##### DATASET #####
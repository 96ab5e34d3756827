//! Emit the cleaned, deduplicated table
use crate::{Cleaned, Error};
use log::info;
use std::fs::File;
use std::io::Write;
use std::path::Path;

impl Cleaned {
    /// Write the table to `path` as CSV, identifier column first
    pub fn write<P: AsRef<Path>>(&self, path: P) -> Result<(), Error> {
        self.write_to(File::create(path.as_ref())?)?;
        info!(
            "wrote {} phosphosites to {}",
            self.records.len(),
            path.as_ref().display()
        );
        Ok(())
    }

    /// Write the table to any writer as CSV. Missing values are blank
    /// fields.
    pub fn write_to<W: Write>(&self, wtr: W) -> Result<(), Error> {
        let mut wtr = csv::Writer::from_writer(wtr);

        wtr.write_record(
            std::iter::once("phosphosite_ID").chain(self.channels.iter().map(String::as_str)),
        )?;

        for record in &self.records {
            wtr.write_record(std::iter::once(record.id.clone()).chain(
                record.intensities.iter().map(|v| match v {
                    Some(v) => v.to_string(),
                    None => String::new(),
                }),
            ))?;
        }
        wtr.flush()?;
        Ok(())
    }
}

#[cfg(test)]
mod test {
    use crate::{Cleaned, Record};

    #[test]
    fn identifier_column_first_and_blanks_for_missing() {
        let cleaned = Cleaned {
            channels: vec!["Reporter intensity 1".into(), "Reporter intensity 2".into()],
            records: vec![
                Record {
                    id: "AKT1_S(473)".into(),
                    intensities: vec![Some(3.5), None],
                },
                Record {
                    id: "TP53_S(14)".into(),
                    intensities: vec![Some(2.0), Some(-1.25)],
                },
            ],
        };

        let mut out = Vec::new();
        cleaned.write_to(&mut out).unwrap();
        assert_eq!(
            String::from_utf8(out).unwrap(),
            "phosphosite_ID,Reporter intensity 1,Reporter intensity 2\n\
             AKT1_S(473),3.5,\n\
             TP53_S(14),2,-1.25\n"
        );
    }
}
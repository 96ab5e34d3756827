//! Command line front-end for the phosphoproteomics preprocessing tools.
//!
//! `preprocess clean` reduces a raw search-engine export to a deduplicated,
//! phosphosite-keyed intensity table. `preprocess correlate` turns a
//! normalized intensity matrix into a gene-level Spearman correlation
//! matrix and a clustered heatmap.
use anyhow::Context;
use clap::{Parser, Subcommand};
use clustermap::Matrix;
use phospho::{Filter, Raw, RowFilter};
use std::path::PathBuf;
use uniprot::Fasta;

#[derive(Parser)]
#[command(author, version, about)]
struct Args {
    #[command(subcommand)]
    command: Command,
}

#[derive(Subcommand)]
enum Command {
    /// Clean a raw phosphoproteomics dataset into a phosphosite-keyed CSV
    Clean {
        /// Raw dataset (delimited, with named columns)
        #[arg(long)]
        dataset: PathBuf,

        /// Reference proteome FASTA
        #[arg(long)]
        fasta: PathBuf,

        /// Cleaned output CSV
        #[arg(long)]
        output: PathBuf,

        /// Modification annotation to retain
        #[arg(long, default_value = "Phospho (STY)")]
        modification: String,

        /// Minimum site localization probability (exclusive)
        #[arg(long, default_value_t = 0.85)]
        probability: f64,
    },

    /// Correlate grouped gene columns of a normalized matrix and render a
    /// clustered heatmap
    Correlate {
        /// Normalized intensity matrix with a DatasetName index column
        #[arg(long)]
        matrix: PathBuf,

        /// Output CSV for the correlation matrix
        #[arg(long)]
        output: PathBuf,

        /// Output PNG for the clustered heatmap
        #[arg(long)]
        heatmap: PathBuf,

        /// Heatmap edge length in pixels
        #[arg(long, default_value_t = 2000)]
        size: u32,
    },
}

fn main() -> anyhow::Result<()> {
    env_logger::Builder::from_env(env_logger::Env::default().default_filter_or("info")).init();
    let args = Args::parse();

    match args.command {
        Command::Clean {
            dataset,
            fasta,
            output,
            modification,
            probability,
        } => {
            let db = Fasta::open(&fasta).with_context(|| {
                format!("failed to load reference proteome `{}`", fasta.display())
            })?;

            let filters = Filter::new()
                .add_row_filter(RowFilter::Modification(&modification))
                .add_row_filter(RowFilter::SingleSite)
                .add_row_filter(RowFilter::SiteProbability(probability));

            Raw::load(&dataset)
                .with_context(|| format!("failed to load dataset `{}`", dataset.display()))?
                .filter(&filters)
                .annotate(&db)
                .identify()
                .log2()
                .aggregate()
                .write(&output)
                .with_context(|| format!("failed to write `{}`", output.display()))?;
        }

        Command::Correlate {
            matrix,
            output,
            heatmap,
            size,
        } => {
            let corr = Matrix::load(&matrix)
                .with_context(|| format!("failed to load matrix `{}`", matrix.display()))?
                .group()
                .spearman()
                .prune();

            corr.write(&output)
                .with_context(|| format!("failed to write `{}`", output.display()))?;

            corr.cluster()
                .render(&heatmap, size)
                .with_context(|| format!("failed to render `{}`", heatmap.display()))?;
        }
    }

    Ok(())
}
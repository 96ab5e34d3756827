//! Heatmap rendering
use crate::correlate::Pruned;
use crate::Error;
use log::info;
use plotters::prelude::*;
use std::path::Path;

/// Blue-white-red colormap over [-1, 1]
fn bwr(v: f64) -> RGBColor {
    let t = v.clamp(-1.0, 1.0);
    if t < 0.0 {
        // blue at -1, white at 0
        let f = 1.0 + t;
        RGBColor((255.0 * f) as u8, (255.0 * f) as u8, 255)
    } else {
        // white at 0, red at +1
        let f = 1.0 - t;
        RGBColor(255, (255.0 * f) as u8, (255.0 * f) as u8)
    }
}

impl Pruned {
    /// Render the matrix as a square heatmap PNG, one colored cell per
    /// entry, without axis labels
    pub fn render<P: AsRef<Path>>(&self, path: P, size: u32) -> Result<(), Error> {
        let n = self.values.len();
        if n == 0 {
            return Err(Error::Plot("empty correlation matrix".into()));
        }

        let root = BitMapBackend::new(path.as_ref(), (size, size)).into_drawing_area();
        root.fill(&WHITE).map_err(|e| Error::Plot(e.to_string()))?;

        let cell = f64::from(size) / n as f64;
        for (i, row) in self.values.iter().enumerate() {
            for (j, &v) in row.iter().enumerate() {
                let x0 = (j as f64 * cell) as i32;
                let y0 = (i as f64 * cell) as i32;
                let x1 = ((j + 1) as f64 * cell).ceil() as i32;
                let y1 = ((i + 1) as f64 * cell).ceil() as i32;
                root.draw(&Rectangle::new([(x0, y0), (x1, y1)], bwr(v).filled()))
                    .map_err(|e| Error::Plot(e.to_string()))?;
            }
        }

        root.present().map_err(|e| Error::Plot(e.to_string()))?;
        info!(
            "rendered {n} x {n} heatmap to {}",
            path.as_ref().display()
        );
        Ok(())
    }
}
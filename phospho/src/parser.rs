//! Structs and methods for loading raw phosphoproteomics search output
//!
//! Input files are delimited tables with named columns. Five annotation
//! columns are required; every column whose header contains
//! `Reporter intensity` is treated as a quantification channel and kept in
//! header order.
use crate::Error;
use csv::StringRecord;
use log::info;
use std::fs::File;
use std::io::Read;
use std::path::Path;

/// One measurement row of the raw table
#[derive(Clone, Debug, Default, PartialEq)]
pub struct Row {
    /// Free-text modification annotation, e.g. `Phospho (STY)`
    pub modifications: String,
    /// Peptide sequence with inline `(ph)` modification markers
    pub modified_sequence: String,
    /// Plain amino-acid sequence, possibly padded with `_`
    pub sequence: String,
    /// Localization-probability-annotated sequence, e.g. `AAS(0.98)LK`
    pub probabilities: String,
    /// Semicolon-delimited gene name field
    pub gene_names: String,
    /// One slot per reporter channel; `None` where the field is blank or
    /// not numeric
    pub intensities: Vec<Option<f64>>,
}

/// Raw search output taken directly from a delimited file
#[derive(Clone, Debug, Default)]
pub struct Raw {
    pub rows: Vec<Row>,
    /// Reporter channel column names, in header order
    pub channels: Vec<String>,
}

const REQUIRED: [&str; 5] = [
    "Modifications",
    "Modified sequence",
    "Sequence",
    "Phospho (STY) Probabilities",
    "Gene Names",
];

fn field(record: &StringRecord, idx: usize) -> String {
    record.get(idx).unwrap_or_default().to_string()
}

impl Raw {
    /// Load a raw dataset from a comma-delimited file with headers
    pub fn load<P: AsRef<Path>>(path: P) -> Result<Raw, Error> {
        let raw = Raw::from_reader(File::open(path.as_ref())?)?;
        info!(
            "loaded {} rows, {} reporter channels from {}",
            raw.rows.len(),
            raw.channels.len(),
            path.as_ref().display()
        );
        Ok(raw)
    }

    /// Parse a raw dataset from any reader
    pub fn from_reader<R: Read>(rdr: R) -> Result<Raw, Error> {
        let mut rdr = csv::Reader::from_reader(rdr);
        let headers = rdr.headers()?.clone();

        let required = REQUIRED
            .iter()
            .map(|&name| {
                headers
                    .iter()
                    .position(|h| h == name)
                    .ok_or(Error::MissingColumn(name))
            })
            .collect::<Result<Vec<usize>, Error>>()?;
        let [modifications, modified_sequence, sequence, probabilities, gene_names] =
            [required[0], required[1], required[2], required[3], required[4]];

        let channel_cols = headers
            .iter()
            .enumerate()
            .filter(|(_, h)| h.contains("Reporter intensity"))
            .map(|(idx, h)| (idx, h.to_string()))
            .collect::<Vec<_>>();

        let mut rows = Vec::new();
        for record in rdr.records() {
            let record = record?;
            rows.push(Row {
                modifications: field(&record, modifications),
                modified_sequence: field(&record, modified_sequence),
                sequence: field(&record, sequence),
                probabilities: field(&record, probabilities),
                gene_names: field(&record, gene_names),
                intensities: channel_cols
                    .iter()
                    .map(|(idx, _)| {
                        record.get(*idx).and_then(|s| s.trim().parse::<f64>().ok())
                    })
                    .collect(),
            });
        }

        Ok(Raw {
            rows,
            channels: channel_cols.into_iter().map(|(_, name)| name).collect(),
        })
    }
}

#[cfg(test)]
mod test {
    use super::*;

    const CSV: &str = "\
id,Modifications,Modified sequence,Sequence,Phospho (STY) Probabilities,Gene Names,Reporter intensity 1,Reporter intensity corrected 2,Score
0,Phospho (STY),_AAS(ph)LK_,_AASLK_,AAS(0.98)LK,TP53,1200.5,,90
1,Phospho (STY),_GT(ph)MR_,_GTMR_,GT(0.91)MR,AKT1;AKT2,abc,3.5e2,80
";

    #[test]
    fn channels_from_header() {
        let raw = Raw::from_reader(CSV.as_bytes()).unwrap();
        assert_eq!(
            raw.channels,
            vec!["Reporter intensity 1", "Reporter intensity corrected 2"]
        );
    }

    #[test]
    fn rows_and_coercion() {
        let raw = Raw::from_reader(CSV.as_bytes()).unwrap();
        assert_eq!(raw.rows.len(), 2);
        assert_eq!(raw.rows[0].modifications, "Phospho (STY)");
        assert_eq!(raw.rows[0].gene_names, "TP53");
        // blank and non-numeric fields coerce to missing
        assert_eq!(raw.rows[0].intensities, vec![Some(1200.5), None]);
        assert_eq!(raw.rows[1].intensities, vec![None, Some(350.0)]);
    }

    #[test]
    fn missing_column_is_fatal() {
        let err = Raw::from_reader("Sequence,Gene Names\nAASLK,TP53\n".as_bytes());
        match err {
            Err(Error::MissingColumn(name)) => assert_eq!(name, "Modifications"),
            _ => panic!("expected missing column error"),
        }
    }
}
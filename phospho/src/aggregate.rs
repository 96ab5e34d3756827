//! Log2 transformation and merging of duplicate phosphosite measurements
use crate::{stats, Identified, Record};
use log::info;
use std::collections::BTreeMap;

/// The final deduplicated table: one record per phosphosite identifier,
/// sorted by identifier, all values finite or missing
#[derive(Clone, Debug, Default)]
pub struct Cleaned {
    pub records: Vec<Record>,
    pub channels: Vec<String>,
}

impl Identified {
    /// Log2-transform every intensity.
    ///
    /// `log2(0)` is `-inf` and `log2` of a negative value is NaN; both
    /// propagate through aggregation and are blanked afterwards.
    pub fn log2(mut self) -> Identified {
        for record in &mut self.records {
            for v in &mut record.intensities {
                *v = v.map(f64::log2);
            }
        }
        self
    }

    /// Merge records sharing an identifier by averaging each channel over
    /// the group, skipping missing values. Channels where the whole group
    /// is missing stay missing. Non-finite averages are replaced by
    /// missing markers.
    pub fn aggregate(self) -> Cleaned {
        let distinct = self.records.len();
        let mut groups: BTreeMap<String, Vec<Vec<Option<f64>>>> = BTreeMap::new();
        for record in self.records {
            groups
                .entry(record.id)
                .or_default()
                .push(record.intensities);
        }
        info!(
            "{} distinct phosphosites from {} identified rows",
            groups.len(),
            distinct
        );

        let channels = self.channels;
        let records = groups
            .into_iter()
            .map(|(id, members)| Record {
                id,
                intensities: (0..channels.len())
                    .map(|chan| {
                        stats::mean(members.iter().map(|m| m.get(chan).copied().flatten()))
                            .filter(|v| v.is_finite())
                    })
                    .collect(),
            })
            .collect::<Vec<Record>>();

        Cleaned { records, channels }
    }
}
#####
ASSIGNED TASK:
From the data above, report how many lines hold the word "once", answering with the number by itself.

ANSWER BOX:
2